(WORK REQUEST): In the lines below, find the one that contains "pub fn pack(&self, value: u32)" and write it out exactly, along with every line that follows it.

(ENTRIES SHOWN):
+++
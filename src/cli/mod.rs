//! Command-line parsing for the case forecaster.
//!
//! Parsing and dispatch stay here; the forecasting code never sees clap types.

use std::path::PathBuf;

use clap::{Args, Parser, Subcommand};

/// Top-level CLI.
#[derive(Debug, Parser)]
#[command(name = "cf", version, about = "Autoregressive daily case forecaster")]
pub struct Cli {
    #[command(subcommand)]
    pub command: Command,
}

/// CLI subcommands.
#[derive(Debug, Subcommand)]
pub enum Command {
    /// Predict new cases for a region N days ahead and classify the trend.
    Forecast(ForecastArgs),
    /// List the region codes available in the data file.
    Codes(CodesArgs),
}

/// Where to read data and models from (overrides `.env` / environment).
#[derive(Debug, Args, Clone, Default)]
pub struct SourceArgs {
    /// WHO daily cases CSV (default: $CF_DATA_PATH or datasets/who_cases_deaths.csv).
    #[arg(long, value_name = "CSV")]
    pub data: Option<PathBuf>,

    /// Directory holding `<CODE>-model.json` files (default: $CF_MODELS_DIR or models).
    #[arg(long, value_name = "DIR")]
    pub models: Option<PathBuf>,
}

#[derive(Debug, Args, Clone)]
pub struct ForecastArgs {
    /// Two-letter region code (e.g. US).
    #[arg(short = 'c', long = "country")]
    pub country: String,

    /// Day to start predicting from (YYYY-MM-DD). Falls back to the latest
    /// available day when it is not in the history.
    #[arg(short = 'd', long = "date")]
    pub date: String,

    /// How many days to look forward.
    #[arg(short = 'n', long = "days", default_value_t = 3)]
    pub days: usize,

    /// Model window width (default: the model's own width, else --days).
    #[arg(long)]
    pub look_back: Option<usize>,

    /// Ignore history before this month when classifying the trend (YYYY-MM-DD).
    #[arg(long)]
    pub onset: Option<String>,

    /// Degree of the trend polynomial.
    #[arg(long, default_value_t = 4)]
    pub trend_degree: usize,

    /// Print the result as JSON.
    #[arg(long)]
    pub json: bool,

    #[command(flatten)]
    pub source: SourceArgs,
}

#[derive(Debug, Args, Clone)]
pub struct CodesArgs {
    /// Print the list as JSON.
    #[arg(long)]
    pub json: bool,

    #[command(flatten)]
    pub source: SourceArgs,
}
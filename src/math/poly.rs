//! Polynomial regression on one variable.
//!
//! Raw day ordinals are around 7.4e5, so `x^4` would be ~3e23 and the
//! Vandermonde matrix hopeless. We fit on `u = (x - center) / scale` instead;
//! the space of degree-`d` polynomials is closed under affine maps of `x`, so
//! the fitted curve is the same, only the coefficients differ.

use nalgebra::{DMatrix, DVector};

use crate::error::{ForecastError, Result};
use crate::math::solve_least_squares;

/// A fitted polynomial `y(x) = Σ β_j u^j` with `u = (x - center) / scale`.
#[derive(Debug, Clone, PartialEq)]
pub struct PolyFit {
    coefficients: Vec<f64>,
    center: f64,
    scale: f64,
}

impl PolyFit {
    /// Least-squares fit of degree `degree` through `(xs[i], ys[i])`.
    ///
    /// Needs at least `degree + 1` points.
    pub fn fit(xs: &[f64], ys: &[f64], degree: usize) -> Result<Self> {
        if xs.len() != ys.len() {
            return Err(ForecastError::InvalidSeries(format!(
                "{} x values for {} y values",
                xs.len(),
                ys.len()
            )));
        }
        let n = xs.len();
        let p = degree + 1;
        if n < p {
            return Err(ForecastError::InsufficientHistory { needed: p, available: n });
        }

        let lo = xs.iter().copied().fold(f64::INFINITY, f64::min);
        let hi = xs.iter().copied().fold(f64::NEG_INFINITY, f64::max);
        let center = 0.5 * (lo + hi);
        let half_span = 0.5 * (hi - lo);
        let scale = if half_span > 0.0 { half_span } else { 1.0 };

        let mut x = DMatrix::<f64>::zeros(n, p);
        for (i, &xi) in xs.iter().enumerate() {
            let u = (xi - center) / scale;
            let mut term = 1.0;
            for j in 0..p {
                x[(i, j)] = term;
                term *= u;
            }
        }
        let y = DVector::from_column_slice(ys);

        let beta = solve_least_squares(&x, &y)?;

        Ok(Self {
            coefficients: beta.iter().copied().collect(),
            center,
            scale,
        })
    }

    pub fn degree(&self) -> usize {
        self.coefficients.len().saturating_sub(1)
    }

    /// Evaluate the fitted curve at `x` (Horner).
    pub fn evaluate(&self, x: f64) -> f64 {
        let u = (x - self.center) / self.scale;
        self.coefficients.iter().rev().fold(0.0, |acc, &c| acc * u + c)
    }
}
//! Min-max scaling into `[0, 1]`.
//!
//! A scaler is fit once per request over the full history and then reused to
//! de-scale model outputs. It is a plain value: nothing here is shared between
//! requests.

use crate::error::{ForecastError, Result};

/// Fitted `(min, max)` of a series.
#[derive(Debug, Clone, Copy, PartialEq)]
pub struct MinMaxScaler {
    min: f64,
    max: f64,
}

impl MinMaxScaler {
    /// Fit over `values`.
    ///
    /// A constant series is an error rather than being clamped to zero: it
    /// carries no signal for the model.
    pub fn fit(values: &[f64]) -> Result<Self> {
        if values.is_empty() {
            return Err(ForecastError::InsufficientHistory {
                needed: 1,
                available: 0,
            });
        }

        let (min, max) = values
            .iter()
            .fold((f64::INFINITY, f64::NEG_INFINITY), |(lo, hi), &v| (lo.min(v), hi.max(v)));

        if !(min.is_finite() && max.is_finite()) {
            return Err(ForecastError::InvalidSeries("non-finite value in series".to_string()));
        }
        if max == min {
            return Err(ForecastError::DegenerateRange(min));
        }

        Ok(Self { min, max })
    }

    pub fn min(&self) -> f64 {
        self.min
    }

    pub fn max(&self) -> f64 {
        self.max
    }

    fn range(&self) -> f64 {
        self.max - self.min
    }

    pub fn normalize_value(&self, v: f64) -> f64 {
        (v - self.min) / self.range()
    }

    pub fn normalize(&self, values: &[f64]) -> Vec<f64> {
        values.iter().map(|&v| self.normalize_value(v)).collect()
    }

    /// Exact inverse of [`normalize_value`](Self::normalize_value).
    pub fn denormalize(&self, v: f64) -> f64 {
        v * self.range() + self.min
    }
}
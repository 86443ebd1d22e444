//! Where historical series come from.

use std::collections::HashMap;

use crate::domain::TimeSeries;
use crate::error::{ForecastError, Result};

/// Loads the daily series for a region code.
pub trait SeriesSource {
    /// Fails with [`ForecastError::NotFound`] for an unknown code.
    fn load_series(&self, country_code: &str) -> Result<TimeSeries>;
}

/// Series held in memory, keyed by region code.
#[derive(Debug, Clone, Default)]
pub struct InMemorySource {
    series: HashMap<String, TimeSeries>,
}

impl InMemorySource {
    pub fn new() -> Self {
        Self::default()
    }

    pub fn with_series(mut self, country_code: impl Into<String>, series: TimeSeries) -> Self {
        self.insert(country_code, series);
        self
    }

    pub fn insert(&mut self, country_code: impl Into<String>, series: TimeSeries) {
        self.series.insert(country_code.into(), series);
    }
}

impl SeriesSource for InMemorySource {
    fn load_series(&self, country_code: &str) -> Result<TimeSeries> {
        self.series
            .get(country_code)
            .cloned()
            .ok_or_else(|| ForecastError::NotFound(format!("region '{country_code}'")))
    }
}
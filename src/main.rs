use std::process::ExitCode;

fn main() -> ExitCode {
    match case_forecast::app::run() {
        Ok(()) => ExitCode::SUCCESS,
        Err(err) => {
            eprintln!("{err}");
            ExitCode::from(err.exit_code())
        }
    }
}
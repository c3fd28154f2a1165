//! RLE capture codec for SUMP-class logic analyzers
//!
//! This module implements the wire-level codec that reconstructs a timed
//! digital-signal trace from the run-length-encoded byte stream the capture
//! hardware emits:
//! - Channel layout resolution (enabled-channel mask -> packed word width)
//! - Word framing (bytes -> classified SAMPLE / RUN words)
//! - RLE decoding (words -> transition records with cumulative timestamps)
//! - A reference encoder used to generate conformant fixture streams

pub mod decoder;
pub mod encoder;
pub mod error;
pub mod framer;
pub mod trace;

// Re-exports
pub use decoder::RleDecoder;
pub use encoder::{PulseWaveform, RleEncoder};
pub use error::CodecError;
pub use framer::{FrameError, Word, WordFramer};
pub use trace::{Trace, TransitionRecord};

/// Number of 8-channel groups in the 32-bit channel mask
pub const GROUP_COUNT: usize = 4;

/// Resolved channel layout for one capture session
///
/// Derived once from the enabled-channel mask before decoding starts and
/// fixed for the whole session. The mask is partitioned into 4 groups of
/// 8 channels; the device transmits only the bytes of groups with at least
/// one enabled channel, packed into the low bytes of each word.
#[derive(Debug, Clone, Copy, PartialEq, Eq)]
pub struct ChannelLayout {
    mask: u32,
    groups: [u8; GROUP_COUNT],
    width: u8,
}

impl ChannelLayout {
    /// Resolve the layout from an enabled-channel mask
    ///
    /// Group `g` covers channel bits `8g..8g+7`; a group is transmitted when
    /// any of its bits is set. An all-zero mask is a configuration error.
    pub fn from_mask(mask: u32) -> Result<Self, CodecError> {
        let mut groups = [0u8; GROUP_COUNT];
        let mut width = 0usize;

        for group in 0..GROUP_COUNT {
            if (mask >> (8 * group)) & 0xFF != 0 {
                groups[width] = group as u8;
                width += 1;
            }
        }

        if width == 0 {
            return Err(CodecError::Configuration { mask });
        }

        Ok(Self {
            mask,
            groups,
            width: width as u8,
        })
    }

    /// Enabled-channel mask this layout was resolved from
    pub fn mask(&self) -> u32 {
        self.mask
    }

    /// Packed word width in bytes (1..=4, one byte per enabled group)
    pub fn sample_width(&self) -> usize {
        self.width as usize
    }

    /// Indices of the transmitted groups, in ascending order
    pub fn enabled_groups(&self) -> &[u8] {
        &self.groups[..self.width as usize]
    }

    /// RUN flag bit: top bit of the final byte of a packed word
    pub fn run_flag_mask(&self) -> u32 {
        0x80 << (8 * (self.width as usize - 1))
    }

    /// Expand a packed sample word into a 32-bit sample value
    ///
    /// Byte `i` of the packed word is the byte of the i-th enabled group.
    pub fn unpack(&self, packed: u32) -> u32 {
        let mut value = 0u32;
        for (i, &group) in self.enabled_groups().iter().enumerate() {
            value |= ((packed >> (8 * i)) & 0xFF) << (8 * group as usize);
        }
        value & self.mask
    }

    /// Pack a 32-bit sample value into its on-wire form
    ///
    /// Inverse of [`unpack`](Self::unpack): gathers the bytes of the enabled
    /// groups into the low bytes of the word.
    pub fn pack(&self, value: u32) -> u32 {
        let masked = value & self.mask;
        let mut packed = 0u32;
        for (i, &group) in self.enabled_groups().iter().enumerate() {
            packed |= ((masked >> (8 * group as usize)) & 0xFF) << (8 * i);
        }
        packed
    }
}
+++
(SOLUTION FOR THIS EXERCISE):
    pub fn pack(&self, value: u32) -> u32 {
        let masked = value & self.mask;
        let mut packed = 0u32;
        for (i, &group) in self.enabled_groups().iter().enumerate() {
            packed |= ((masked >> (8 * group as usize)) & 0xFF) << (8 * i);
        }
        packed
    }
}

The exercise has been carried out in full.